Regulações excessivas e alta carga tributária são os principais entraves para a implementação de data centers no Brasil, segundo analistas do setor. Enquanto a oferta de serviços e a infraestrutura básica não preocupam, a ausência de incentivos fiscais e a lentidão na concessão de licenças ambientais e imobiliárias encarecem os projetos.
O programa federal Redata, que prevê isenção de impostos sobre equipamentos, está inativo. Lançado em setembro pelo governo Lula via medida provisória, o pacote perdeu a validade em fevereiro após não ser votado pelo Congresso Nacional. Atualmente, a proposta tramita como um projeto de lei regular.
Outra frente de alívio fiscal, um convênio para redução do ICMS, segue parado no Conselho Nacional de Política Fazendária (Confaz), órgão do Ministério da Fazenda. De acordo com a Associação Brasileira das Empresas de Tecnologia da Informação e Comunicação (Brasscom), os tributos estaduais representam 64% da carga tributária sobre esses investimentos.
Sergio Sgobbi, diretor de Relações Internacionais e Governamentais da Brasscom, afirmou que o custo dos equipamentos é elevado devido a impostos federais e estaduais. Luis Tossi, vice-presidente da Associação Brasileira de Datacenters (ABDC), disse que esse impasse atrasou investimentos no ano passado.

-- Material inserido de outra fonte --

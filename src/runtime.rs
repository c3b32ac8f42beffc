//! ==============================================================================
//! runtime.rs - station runtime handle
//! ==============================================================================
//!
//! purpose:
//!     owns everything the station shares between tasks: the StateStore, the
//!     hardware provider, the patch dispatcher, the poller health counters,
//!     the last reported acknowledgments and the cancellation token.
//!
//! usage:
//!     main.rs builds one StationRuntime, starts the pollers, hands
//!     `patch_handler()` to the transport and a clone of the runtime to the
//!     status server. cancelling `cancel_token()` stops every loop.
//!
//! relationships:
//!     - used by: main.rs, server.rs
//!     - uses: store.rs, pollers.rs, patch.rs, hal.rs
//!
//! ==============================================================================

use crate::config::StationConfig;
use crate::hal::HardwareProvider;
use crate::patch::{Acknowledgments, PatchDispatcher};
use crate::pollers::{HealthReport, PollerSet};
use crate::store::{StateStore, StationSnapshot};
use crate::transport::PatchHandler;
use serde_json::Value;
use std::sync::{Arc, Mutex, PoisonError};
use tokio_util::sync::CancellationToken;

/// Cheap to clone: every field is shared
#[derive(Clone)]
pub struct StationRuntime {
    config: Arc<StationConfig>,
    store: Arc<StateStore>,
    hal: Arc<dyn HardwareProvider>,
    dispatcher: Arc<PatchDispatcher>,
    pollers: Arc<PollerSet>,
    // union of every acknowledgment so far, newest value per key
    reported: Arc<Mutex<Acknowledgments>>,
    cancel: CancellationToken,
}

impl StationRuntime {
    pub fn new(config: StationConfig, hal: Arc<dyn HardwareProvider>) -> Self {
        let store = Arc::new(StateStore::new(config.telemetry.interval_seconds));
        let dispatcher = Arc::new(PatchDispatcher::new(store.clone(), hal.clone()));
        Self {
            config: Arc::new(config),
            store,
            hal,
            dispatcher,
            pollers: Arc::new(PollerSet::default()),
            reported: Arc::default(),
            cancel: CancellationToken::new(),
        }
    }

    pub fn config(&self) -> &StationConfig {
        &self.config
    }

    pub fn store(&self) -> Arc<StateStore> {
        self.store.clone()
    }

    pub fn snapshot(&self) -> StationSnapshot {
        self.store.snapshot()
    }

    pub fn cancel_token(&self) -> CancellationToken {
        self.cancel.clone()
    }

    pub fn shutdown(&self) {
        self.cancel.cancel();
    }

    pub fn start_pollers(&self) -> anyhow::Result<()> {
        self.pollers.spawn(
            self.hal.clone(),
            self.store.clone(),
            &self.config.sensors,
            &self.cancel,
        )
    }

    pub fn health(&self) -> Vec<HealthReport> {
        self.pollers.reports()
    }

    /// blocking: dispatch one patch and remember what was acknowledged
    pub fn handle_patch(&self, patch: &Value) -> Acknowledgments {
        let acks = self.dispatcher.dispatch(patch);
        if !acks.is_empty() {
            let mut reported = self
                .reported
                .lock()
                .unwrap_or_else(PoisonError::into_inner);
            for (key, value) in &acks {
                reported.insert(key.clone(), value.clone());
            }
        }
        acks
    }

    pub fn reported(&self) -> Acknowledgments {
        self.reported
            .lock()
            .unwrap_or_else(PoisonError::into_inner)
            .clone()
    }

    /// the callback a transport registers for inbound patches
    pub fn patch_handler(&self) -> PatchHandler {
        let runtime = self.clone();
        Arc::new(move |patch: Value| runtime.handle_patch(&patch))
    }
}
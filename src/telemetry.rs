//! the payload sent to the management plane on every publish tick.
//!
//! one flat json object: every stored field plus the derived values. fields
//! that have not been observed yet serialize as `null`.

use crate::derived::{DerivedSnapshot, Vibration};
use crate::store::StationSnapshot;
use serde::Serialize;

#[derive(Clone, Debug, PartialEq, Serialize)]
pub struct TelemetryMessage {
    pub longitude: Option<f64>,
    pub latitude: Option<f64>,

    pub x: Option<f64>,
    pub y: Option<f64>,
    pub z: Option<f64>,
    pub prev_x: Option<f64>,
    pub prev_y: Option<f64>,
    pub prev_z: Option<f64>,

    pub temperature: Option<f64>,
    pub humidity: Option<f64>,
    pub water_level: Option<f64>,
    pub moisture_level: Option<f64>,
    pub noise_level: Option<f64>,
    pub luminosity_level: Option<f64>,

    pub door_closed: Option<bool>,
    pub motion_detected: Option<bool>,
    pub buzzer_on: Option<bool>,
    pub fan_on: Option<bool>,
    pub light_on: Option<bool>,
    pub door_locked: Option<bool>,

    pub telemetry_interval: f64,

    pub pitch: Option<f64>,
    pub roll: Option<f64>,
    pub vibration: Option<Vibration>,
}

impl TelemetryMessage {
    pub fn assemble(snapshot: &StationSnapshot, derived: &DerivedSnapshot) -> Self {
        let accel = &snapshot.acceleration;
        let env = &snapshot.environment;
        let bin = &snapshot.binary;
        Self {
            longitude: snapshot.gps.longitude,
            latitude: snapshot.gps.latitude,
            x: accel.current.x,
            y: accel.current.y,
            z: accel.current.z,
            prev_x: accel.previous.x,
            prev_y: accel.previous.y,
            prev_z: accel.previous.z,
            temperature: env.temperature,
            humidity: env.humidity,
            water_level: env.water_level,
            moisture_level: env.moisture_level,
            noise_level: env.noise_level,
            luminosity_level: env.luminosity_level,
            door_closed: bin.door_closed,
            motion_detected: bin.motion_detected,
            buzzer_on: bin.buzzer_on,
            fan_on: bin.fan_on,
            light_on: bin.light_on,
            door_locked: bin.door_locked,
            telemetry_interval: snapshot.telemetry_interval,
            pitch: derived.pitch,
            roll: derived.roll,
            vibration: derived.vibration,
        }
    }

    /// snapshot in, message out: derived values are computed here
    pub fn from_snapshot(snapshot: &StationSnapshot) -> Self {
        let derived = DerivedSnapshot::compute(&snapshot.acceleration);
        Self::assemble(snapshot, &derived)
    }

    pub fn to_json(&self) -> serde_json::Result<String> {
        serde_json::to_string(self)
    }
}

Tossi informou que investidores desistiram de aguardar os incentivos e incorporaram os gastos maiores aos aportes e aos preços dos serviços. Como a demanda segue alta, os projetos continuam sendo desenvolvidos mesmo sem as isenções.
A burocracia para obtenção de licenças ambientais e imobiliárias, além da regulação da Agência Nacional de Energia Elétrica (Aneel) e da Agência Nacional de Telecomunicações (Anatel), também é vista como barreira. Tossi defendeu a criação de um órgão centralizador, no modelo “one stop shop”, para abreviar a tramitação de pedidos.
Quanto à infraestrutura, o vice-presidente da ABDC afirmou que a disponibilidade de terrenos baratos e a presença de construtoras especializadas não são problemas. Ele explicou que o consumo de água é limitado pelo uso de circuitos fechados de resfriamento e que a demanda por eletricidade não é considerada um entrave.